2017 Mazda MX-5: A $30K price tag with an $80K driving experience [First Look]

2017 Mazda MX-5 Retractable Fastback (Sinclair Broadcast Group / Jill Ciminillo)

Every time I watch the top of the 2017 Mazda MX-5 Retractable Fastback in operation, I’m mesmerized. It’s like watching a mechanical ballet in 13 seconds.

It’s as beautiful in operation as it is motionless – up or down.

The RF is all-new to the MX-5 lineup for the 2017 model year, and it is Mazda’s newest interpretation of the power hardtop. Rather than opting for a full convertible top, Mazda designers went with a targa-style top with an open rear window. While this is a huge departure from the previous-gen design, it is in line with the new design direction Mazda has taken with its entire brand: It’s sleek, powerful and looks like it’s moving even when it’s still.

Ken Saward, design manager at Mazda North America Operations, said people who buy the hardtop convertible are more likely to drive with the top up, so the primary goal was to create a dazzling top-up design.

I’d add this to the win category. Frankly, I think it looks amazing either way. And no, it doesn’t bother me that this isn’t a true convertible. The targa top provides plenty of open air, and those rear flying buttresses make a stunning statement.

Other than aesthetics, there really aren’t too many changes between the MX-5 with the soft top and the RF. The big changes include an extra 113 pounds on the RF and a retuned suspension to compensate for the additional weight.

Other differences to note:

  • The RF will not have a base Sport trim – it will only be available in Club or Grand Touring trims.
  • The RF will carry a $6K premium over the soft-top model.
  • The Machine Gray Metallic paint is exclusive to the RF Model.

Like the soft-top model, the MX-5 RF is equipped with a 2.0-liter, 4-cylinder engine that delivers 167 horsepower and 140 pound feet of torque. This was just the right amount of power for a 2,445-pound vehicle.

The standard transmission is a 6-speed manual, and a 6-speed automatic is available for an additional $730 on the Club trim and $1,205 on the Grand Touring trim.

But why would you do that to this fun-to-drive roadster? Seriously. This is one manual transmission that can be used as an every-day driver. The short-throw shift makes it easy to move through the gears, and the clutch isn’t very stiff, so it’s not too difficult to operate – even in stop-and-go traffic.
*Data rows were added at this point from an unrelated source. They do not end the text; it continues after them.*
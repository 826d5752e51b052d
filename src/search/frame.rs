//! Candidate rule iterator, one per search depth

use crate::machine::{MachineSpec, Rule, RuleIndex, StateId};

/// Reverse-transition criterion of a frame
#[derive(Debug, Clone, Copy, PartialEq, Eq)]
pub enum FrameMode {
    /// Depth 0: any rule entering an accept state
    Final,
    /// Any non-terminal rule entering the given state
    Normal(StateId),
}

/// One level of the search stack
///
/// The cursor only moves forward, so each rule is offered at most once per
/// frame and an exhausted frame stays exhausted.
#[derive(Debug, Clone, PartialEq, Eq)]
pub struct SearchFrame {
    mode: FrameMode,
    /// Next rule to inspect
    cursor: RuleIndex,
}

impl SearchFrame {
    /// Frame for depth 0
    pub fn accepting() -> Self {
        Self {
            mode: FrameMode::Final,
            cursor: 0,
        }
    }

    /// Frame looking for rules that lead into `state`
    pub fn normal(state: StateId) -> Self {
        Self {
            mode: FrameMode::Normal(state),
            cursor: 0,
        }
    }

    /// Frame criterion
    pub fn mode(&self) -> FrameMode {
        self.mode
    }

    /// Next rule index to inspect
    pub fn cursor(&self) -> RuleIndex {
        self.cursor
    }

    /// Whether `rule` satisfies this frame's criterion
    pub fn matches(&self, rule: &Rule, machine: &MachineSpec) -> bool {
        match self.mode {
            FrameMode::Final => machine.is_accept(rule.after_state),
            FrameMode::Normal(state) => !rule.is_terminal() && rule.after_state == state,
        }
    }

    /// Next matching rule at or after the cursor
    pub fn next(&mut self, machine: &MachineSpec) -> Option<RuleIndex> {
        let rules = machine.rules();
        while self.cursor < rules.len() {
            let index = self.cursor;
            self.cursor += 1;
            if self.matches(&rules[index], machine) {
                return Some(index);
            }
        }
        None
    }
}
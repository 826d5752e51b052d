//! Compact tape rendering: `...[{state}X](Y)...`
//!
//! Only non-blank cells are shown. The head cell is bracketed and prefixed
//! with the current state, the origin cell is parenthesised.

use std::fmt;

use super::Tape;
use crate::machine::{StateId, BLANK};

/// Display adapter returned by [`Tape::view`]
#[derive(Debug, Clone, Copy)]
pub struct TapeView<'a> {
    tape: &'a Tape,
    head: usize,
    state: Option<StateId>,
}

impl<'a> TapeView<'a> {
    pub(super) fn new(tape: &'a Tape, head: usize, state: Option<StateId>) -> Self {
        Self { tape, head, state }
    }
}

impl fmt::Display for TapeView<'_> {
    fn fmt(&self, f: &mut fmt::Formatter<'_>) -> fmt::Result {
        f.write_str("...")?;
        for (pos, &symbol) in self.tape.cells().iter().enumerate() {
            if symbol == BLANK {
                continue;
            }
            if pos == self.head {
                match self.state {
                    Some(state) => write!(f, "[{{{}}}", state)?,
                    None => f.write_str("[{*}")?,
                }
            }
            if pos == self.tape.origin() {
                f.write_str("(")?;
            }
            write!(f, "{}", symbol)?;
            if pos == self.tape.origin() {
                f.write_str(")")?;
            }
            if pos == self.head {
                f.write_str("]")?;
            }
        }
        f.write_str("...")
    }
}
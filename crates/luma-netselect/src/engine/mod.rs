//! The local query engine a storage node drives when serving requests.

pub mod memory;

use crate::error::Result;
use crate::query::Query;
use crate::sink::BlockSink;
use crate::tenant::TenantScope;
use crate::values::ValueWithHits;
use async_trait::async_trait;

#[async_trait]
pub trait QueryEngine: Send + Sync {
    /// Runs `query` and hands every produced block to `sink`, tagged with the
    /// id of the engine worker that produced it.
    async fn run_query(
        &self,
        tenants: &TenantScope,
        query: &Query,
        sink: &dyn BlockSink,
    ) -> Result<()>;

    async fn field_names(&self, tenants: &TenantScope, query: &Query) -> Result<Vec<ValueWithHits>>;

    async fn field_values(
        &self,
        tenants: &TenantScope,
        query: &Query,
        field: &str,
        limit: u64,
    ) -> Result<Vec<ValueWithHits>>;

    async fn stream_field_names(
        &self,
        tenants: &TenantScope,
        query: &Query,
    ) -> Result<Vec<ValueWithHits>>;

    async fn stream_field_values(
        &self,
        tenants: &TenantScope,
        query: &Query,
        field: &str,
        limit: u64,
    ) -> Result<Vec<ValueWithHits>>;

    async fn streams(
        &self,
        tenants: &TenantScope,
        query: &Query,
        limit: u64,
    ) -> Result<Vec<ValueWithHits>>;

    async fn stream_ids(
        &self,
        tenants: &TenantScope,
        query: &Query,
        limit: u64,
    ) -> Result<Vec<ValueWithHits>>;
}
use luma_netselect::{
    sink_fn, stop_channel, Coordinator, DataBlock, Query, SelectError, TenantScope, ValueWithHits,
};
use serde_json::{Map, Value};
use std::io::Write;
use tokio::signal;
use tracing::{debug, info, warn};

/// What to ask the cluster for.
#[derive(Debug, Clone)]
pub enum Request {
    Rows,
    FieldNames,
    FieldValues { field: String, limit: u64 },
    StreamFieldNames,
    StreamFieldValues { field: String, limit: u64 },
    Streams { limit: u64 },
    StreamIds { limit: u64 },
}

/// Runs `request` against every configured node and prints the result to
/// stdout as JSON lines.
pub async fn run(
    coordinator: &Coordinator,
    tenants: &TenantScope,
    query: &Query,
    request: Request,
) -> Result<(), anyhow::Error> {
    debug!(nodes = ?coordinator.nodes().collect::<Vec<_>>(), %query, "running select");
    let values = match request {
        Request::Rows => return stream_rows(coordinator, tenants, query).await,
        Request::FieldNames => coordinator.field_names(tenants, query).await?,
        Request::FieldValues { field, limit } => {
            coordinator.field_values(tenants, query, &field, limit).await?
        }
        Request::StreamFieldNames => coordinator.stream_field_names(tenants, query).await?,
        Request::StreamFieldValues { field, limit } => {
            coordinator
                .stream_field_values(tenants, query, &field, limit)
                .await?
        }
        Request::Streams { limit } => coordinator.streams(tenants, query, limit).await?,
        Request::StreamIds { limit } => coordinator.stream_ids(tenants, query, limit).await?,
    };
    print_values(&values)
}

async fn stream_rows(
    coordinator: &Coordinator,
    tenants: &TenantScope,
    query: &Query,
) -> Result<(), anyhow::Error> {
    let (handle, stop) = stop_channel();
    let watcher = tokio::spawn(async move {
        match signal::ctrl_c().await {
            Ok(()) => {
                info!("interrupted, stopping select");
                handle.stop();
            }
            // The handle lives as long as this task; dropping it would stop the query.
            Err(e) => {
                warn!(error = %e, "cannot listen for ctrl-c");
                std::future::pending::<()>().await;
            }
        }
    });

    let sink = sink_fn(|shard, block| {
        let mut out = std::io::stdout().lock();
        for line in block_lines(shard, block) {
            writeln!(out, "{line}")?;
        }
        Ok::<(), SelectError>(())
    });
    let result = coordinator.run_query(&stop, tenants, query, &sink).await;
    watcher.abort();
    Ok(result?)
}

fn block_lines(shard: usize, block: &DataBlock) -> impl Iterator<Item = String> + '_ {
    (0..block.rows_count()).map(move |i| {
        let mut row = Map::new();
        for (name, value) in block.row(i) {
            row.insert(name.to_string(), Value::String(value.to_string()));
        }
        row.insert("_shard".to_string(), Value::from(shard));
        Value::Object(row).to_string()
    })
}

fn print_values(values: &[ValueWithHits]) -> Result<(), anyhow::Error> {
    let mut out = std::io::stdout().lock();
    for v in values {
        writeln!(out, "{}", serde_json::to_string(v)?)?;
    }
    Ok(())
}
During the brief test period, my partner and I had the opportunity to hit the highway as well as some serious S-curves, and the MX-5 RF did not disappoint. It was quick to accelerate and gripped all the curvy bits in all the right places.

While the RF is a rear-wheel-drive roadster, the hard top makes it a more accessible vehicle in colder climes. And if you invest in snow tires, you might even be able to make this a year-round driver as long as you don’t live in one of the far northern states that regularly gets 6 inches or more of snow throughout the entire winter.

Base price for the RF is $32,430. You’ll add slightly more than $1K if you upgrade to the Grand Touring trim. Feature breakdown between the trim levels is as follows:

Club ($32,430 - $32,285): Standard features include 17-inch wheels, Mazda Connect infotainment system, Bose audio system with 9 speakers, black cloth seats, backup camera, blind spot monitoring, rear cross-traffic alert and a sport-tuned suspension with Bilstein shocks.

Grand Touring ($33,495 - $34,700): This trim adds auto on/off headlights, automatic climate control, leather trimmed heated seats, rain-sensing wipers, navigation and lane departure warning.

One random thing to note: Advanced keyless entry is a $130 option on both Club and Grand Touring trims.

There is a lot to love about this new car: The affordability, the driving dynamics, the 13-second top operation and the decent trunk space were a few of my faves.

However, I do need to point out that this car might not fit all shapes and sizes. I’m 4 feet 11 inches, and I had plenty of room in both the driver’s and passenger’s seat. I could not say the same for my 6-foot-tall driving partner. He looked cramped in the passenger seat as his knees pressed against the padded dash, and the cup holder intruded on his personal space, knocking against his knee.

The driver’s seat was certainly better, but he still looked a bit oversized for the space – even if he assured me it was perfectly comfortable.

I love pretty much everything about this car. Other than the Fiat 124 Spider, there aren’t any other affordable two-seat convertibles on the roads right now. There certainly aren’t any affordable hardtop competitors out there. At all.

Bottom line: The MX-5 RF looks – and drives – like it is much more expensive than it is.

Editor’s Note: Driving impressions in this “First Look” review are from an invitation-only automaker launch event that allowed special access to the vehicle and executives. Mazda covered our accommodations, meals and transportation costs.